Segment Open

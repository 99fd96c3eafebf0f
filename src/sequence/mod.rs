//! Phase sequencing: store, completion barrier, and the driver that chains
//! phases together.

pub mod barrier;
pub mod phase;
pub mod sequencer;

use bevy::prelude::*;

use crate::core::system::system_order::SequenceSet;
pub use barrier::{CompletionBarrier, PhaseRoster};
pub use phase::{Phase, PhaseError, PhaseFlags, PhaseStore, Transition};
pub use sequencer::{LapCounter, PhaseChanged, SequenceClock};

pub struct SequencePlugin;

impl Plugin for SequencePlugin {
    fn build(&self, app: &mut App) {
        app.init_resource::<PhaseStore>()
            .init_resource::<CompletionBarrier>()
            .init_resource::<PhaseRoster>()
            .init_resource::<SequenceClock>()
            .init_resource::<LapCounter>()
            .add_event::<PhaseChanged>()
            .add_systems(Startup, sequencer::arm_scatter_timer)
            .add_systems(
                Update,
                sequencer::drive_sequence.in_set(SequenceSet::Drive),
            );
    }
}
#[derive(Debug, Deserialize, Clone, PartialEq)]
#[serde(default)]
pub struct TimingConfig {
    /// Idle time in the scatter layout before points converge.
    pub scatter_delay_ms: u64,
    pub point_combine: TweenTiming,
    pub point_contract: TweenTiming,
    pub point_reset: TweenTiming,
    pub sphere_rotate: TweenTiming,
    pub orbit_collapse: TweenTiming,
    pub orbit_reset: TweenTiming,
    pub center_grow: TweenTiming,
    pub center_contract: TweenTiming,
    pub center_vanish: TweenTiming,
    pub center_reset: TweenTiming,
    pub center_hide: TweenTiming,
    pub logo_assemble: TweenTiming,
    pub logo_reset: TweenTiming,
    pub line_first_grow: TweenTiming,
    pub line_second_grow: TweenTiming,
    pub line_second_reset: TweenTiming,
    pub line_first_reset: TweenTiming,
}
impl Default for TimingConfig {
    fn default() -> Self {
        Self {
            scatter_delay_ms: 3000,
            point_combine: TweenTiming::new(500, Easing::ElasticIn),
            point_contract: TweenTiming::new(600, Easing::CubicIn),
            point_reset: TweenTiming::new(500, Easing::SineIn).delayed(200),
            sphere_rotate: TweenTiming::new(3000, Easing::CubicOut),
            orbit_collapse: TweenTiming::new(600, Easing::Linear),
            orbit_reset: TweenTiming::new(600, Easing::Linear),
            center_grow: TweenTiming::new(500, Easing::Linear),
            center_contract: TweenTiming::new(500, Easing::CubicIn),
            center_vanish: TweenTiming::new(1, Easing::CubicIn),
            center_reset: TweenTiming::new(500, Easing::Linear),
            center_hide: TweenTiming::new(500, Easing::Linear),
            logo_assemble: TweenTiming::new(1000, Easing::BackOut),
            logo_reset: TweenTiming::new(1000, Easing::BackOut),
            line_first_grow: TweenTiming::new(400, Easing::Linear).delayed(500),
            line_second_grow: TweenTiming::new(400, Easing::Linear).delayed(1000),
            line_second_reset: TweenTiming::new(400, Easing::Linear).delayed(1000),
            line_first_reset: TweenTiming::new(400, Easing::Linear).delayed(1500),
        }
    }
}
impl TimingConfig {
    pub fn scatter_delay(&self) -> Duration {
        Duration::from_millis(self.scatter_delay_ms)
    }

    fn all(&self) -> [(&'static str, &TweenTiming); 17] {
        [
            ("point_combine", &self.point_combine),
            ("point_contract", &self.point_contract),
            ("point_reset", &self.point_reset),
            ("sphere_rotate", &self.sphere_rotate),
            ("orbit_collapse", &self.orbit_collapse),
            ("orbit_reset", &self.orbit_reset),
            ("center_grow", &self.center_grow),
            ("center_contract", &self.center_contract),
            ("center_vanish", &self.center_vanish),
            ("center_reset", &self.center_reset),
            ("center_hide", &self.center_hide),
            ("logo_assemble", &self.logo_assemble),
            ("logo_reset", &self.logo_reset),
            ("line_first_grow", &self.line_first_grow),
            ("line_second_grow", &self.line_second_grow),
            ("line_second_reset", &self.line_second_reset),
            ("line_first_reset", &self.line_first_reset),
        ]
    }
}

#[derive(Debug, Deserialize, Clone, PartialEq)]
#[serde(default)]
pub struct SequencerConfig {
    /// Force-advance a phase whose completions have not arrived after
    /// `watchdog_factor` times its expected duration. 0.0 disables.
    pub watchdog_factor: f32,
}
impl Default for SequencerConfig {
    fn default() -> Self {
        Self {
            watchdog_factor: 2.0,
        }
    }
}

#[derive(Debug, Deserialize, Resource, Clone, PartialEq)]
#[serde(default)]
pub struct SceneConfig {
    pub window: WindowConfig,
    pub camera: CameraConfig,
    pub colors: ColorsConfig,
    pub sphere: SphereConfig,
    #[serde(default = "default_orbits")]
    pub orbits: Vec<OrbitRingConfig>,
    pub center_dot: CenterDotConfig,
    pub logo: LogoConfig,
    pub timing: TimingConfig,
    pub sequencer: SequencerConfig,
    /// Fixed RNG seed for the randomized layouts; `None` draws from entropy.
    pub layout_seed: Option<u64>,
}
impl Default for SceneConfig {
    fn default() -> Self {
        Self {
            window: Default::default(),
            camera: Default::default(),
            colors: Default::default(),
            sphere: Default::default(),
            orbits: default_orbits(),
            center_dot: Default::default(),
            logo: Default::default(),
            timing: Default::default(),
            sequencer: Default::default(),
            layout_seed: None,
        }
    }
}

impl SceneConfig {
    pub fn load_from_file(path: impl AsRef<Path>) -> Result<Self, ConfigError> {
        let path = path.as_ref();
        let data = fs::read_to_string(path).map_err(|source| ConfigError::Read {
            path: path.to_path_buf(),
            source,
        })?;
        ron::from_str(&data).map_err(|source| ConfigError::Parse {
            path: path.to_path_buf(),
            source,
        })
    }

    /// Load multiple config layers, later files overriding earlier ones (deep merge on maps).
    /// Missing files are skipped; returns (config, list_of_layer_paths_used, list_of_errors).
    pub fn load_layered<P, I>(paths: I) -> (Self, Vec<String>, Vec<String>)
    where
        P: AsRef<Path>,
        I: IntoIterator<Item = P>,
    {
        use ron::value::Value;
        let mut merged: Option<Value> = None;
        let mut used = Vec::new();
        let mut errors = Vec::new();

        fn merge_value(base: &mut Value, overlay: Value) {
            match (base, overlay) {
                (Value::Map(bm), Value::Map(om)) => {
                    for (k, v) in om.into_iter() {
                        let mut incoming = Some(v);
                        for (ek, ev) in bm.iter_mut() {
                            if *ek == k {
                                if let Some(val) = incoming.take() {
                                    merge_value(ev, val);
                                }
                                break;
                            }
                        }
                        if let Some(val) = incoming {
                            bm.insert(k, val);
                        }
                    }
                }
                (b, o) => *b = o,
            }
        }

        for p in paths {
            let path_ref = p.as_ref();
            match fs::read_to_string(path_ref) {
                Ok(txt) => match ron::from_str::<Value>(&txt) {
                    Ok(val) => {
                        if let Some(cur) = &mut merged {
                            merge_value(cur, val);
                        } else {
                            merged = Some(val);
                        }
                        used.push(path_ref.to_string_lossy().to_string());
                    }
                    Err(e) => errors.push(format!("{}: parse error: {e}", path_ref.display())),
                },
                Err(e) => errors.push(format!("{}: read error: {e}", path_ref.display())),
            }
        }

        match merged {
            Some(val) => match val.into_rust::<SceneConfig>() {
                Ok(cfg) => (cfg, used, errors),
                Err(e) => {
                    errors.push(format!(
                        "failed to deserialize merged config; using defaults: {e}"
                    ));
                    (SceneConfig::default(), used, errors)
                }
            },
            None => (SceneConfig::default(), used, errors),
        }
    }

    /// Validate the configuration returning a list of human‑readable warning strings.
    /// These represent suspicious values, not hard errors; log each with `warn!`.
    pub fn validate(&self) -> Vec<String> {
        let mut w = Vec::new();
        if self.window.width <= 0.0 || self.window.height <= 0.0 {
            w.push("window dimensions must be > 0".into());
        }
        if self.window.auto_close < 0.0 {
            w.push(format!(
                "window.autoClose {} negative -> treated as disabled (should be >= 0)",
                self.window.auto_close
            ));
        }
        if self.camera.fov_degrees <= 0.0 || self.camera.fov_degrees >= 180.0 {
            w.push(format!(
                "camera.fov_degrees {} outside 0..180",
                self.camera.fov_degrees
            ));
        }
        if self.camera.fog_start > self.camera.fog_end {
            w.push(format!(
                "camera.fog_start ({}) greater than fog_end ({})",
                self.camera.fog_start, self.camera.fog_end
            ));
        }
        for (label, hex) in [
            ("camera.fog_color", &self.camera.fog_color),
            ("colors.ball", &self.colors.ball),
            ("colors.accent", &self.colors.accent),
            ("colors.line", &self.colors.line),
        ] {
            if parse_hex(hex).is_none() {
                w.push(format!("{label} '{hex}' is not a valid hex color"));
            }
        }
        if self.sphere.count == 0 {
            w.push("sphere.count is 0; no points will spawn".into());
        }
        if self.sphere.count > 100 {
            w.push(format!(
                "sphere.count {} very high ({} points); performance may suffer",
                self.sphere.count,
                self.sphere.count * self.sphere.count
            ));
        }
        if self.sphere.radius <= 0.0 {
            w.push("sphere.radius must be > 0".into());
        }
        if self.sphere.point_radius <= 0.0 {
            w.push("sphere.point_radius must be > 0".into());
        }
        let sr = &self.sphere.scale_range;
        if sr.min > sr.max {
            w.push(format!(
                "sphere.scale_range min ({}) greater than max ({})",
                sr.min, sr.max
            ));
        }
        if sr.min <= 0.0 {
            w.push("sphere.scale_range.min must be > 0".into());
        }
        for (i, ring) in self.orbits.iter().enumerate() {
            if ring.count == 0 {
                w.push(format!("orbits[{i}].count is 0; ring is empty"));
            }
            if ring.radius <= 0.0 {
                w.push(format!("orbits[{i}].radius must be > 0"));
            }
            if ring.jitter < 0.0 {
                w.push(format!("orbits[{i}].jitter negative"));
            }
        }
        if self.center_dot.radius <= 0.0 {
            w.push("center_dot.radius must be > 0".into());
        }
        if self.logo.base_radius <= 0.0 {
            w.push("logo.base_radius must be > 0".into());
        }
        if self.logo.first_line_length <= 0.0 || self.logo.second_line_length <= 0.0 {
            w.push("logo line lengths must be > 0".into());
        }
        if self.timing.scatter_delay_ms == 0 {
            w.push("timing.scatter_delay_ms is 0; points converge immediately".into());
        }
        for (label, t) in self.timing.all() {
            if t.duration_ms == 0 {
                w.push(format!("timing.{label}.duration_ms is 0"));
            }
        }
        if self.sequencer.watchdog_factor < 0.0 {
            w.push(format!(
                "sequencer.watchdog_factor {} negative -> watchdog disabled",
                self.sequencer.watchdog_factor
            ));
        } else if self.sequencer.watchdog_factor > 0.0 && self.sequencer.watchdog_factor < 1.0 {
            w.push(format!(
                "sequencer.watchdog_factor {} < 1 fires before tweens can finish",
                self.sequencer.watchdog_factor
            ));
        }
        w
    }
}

Segment Closed

Copy each line of the listing that carries the word "negative".

                "window.autoClose {} negative -> treated as disabled (should be >= 0)",
                w.push(format!("orbits[{i}].jitter negative"));
                "sequencer.watchdog_factor {} negative -> watchdog disabled",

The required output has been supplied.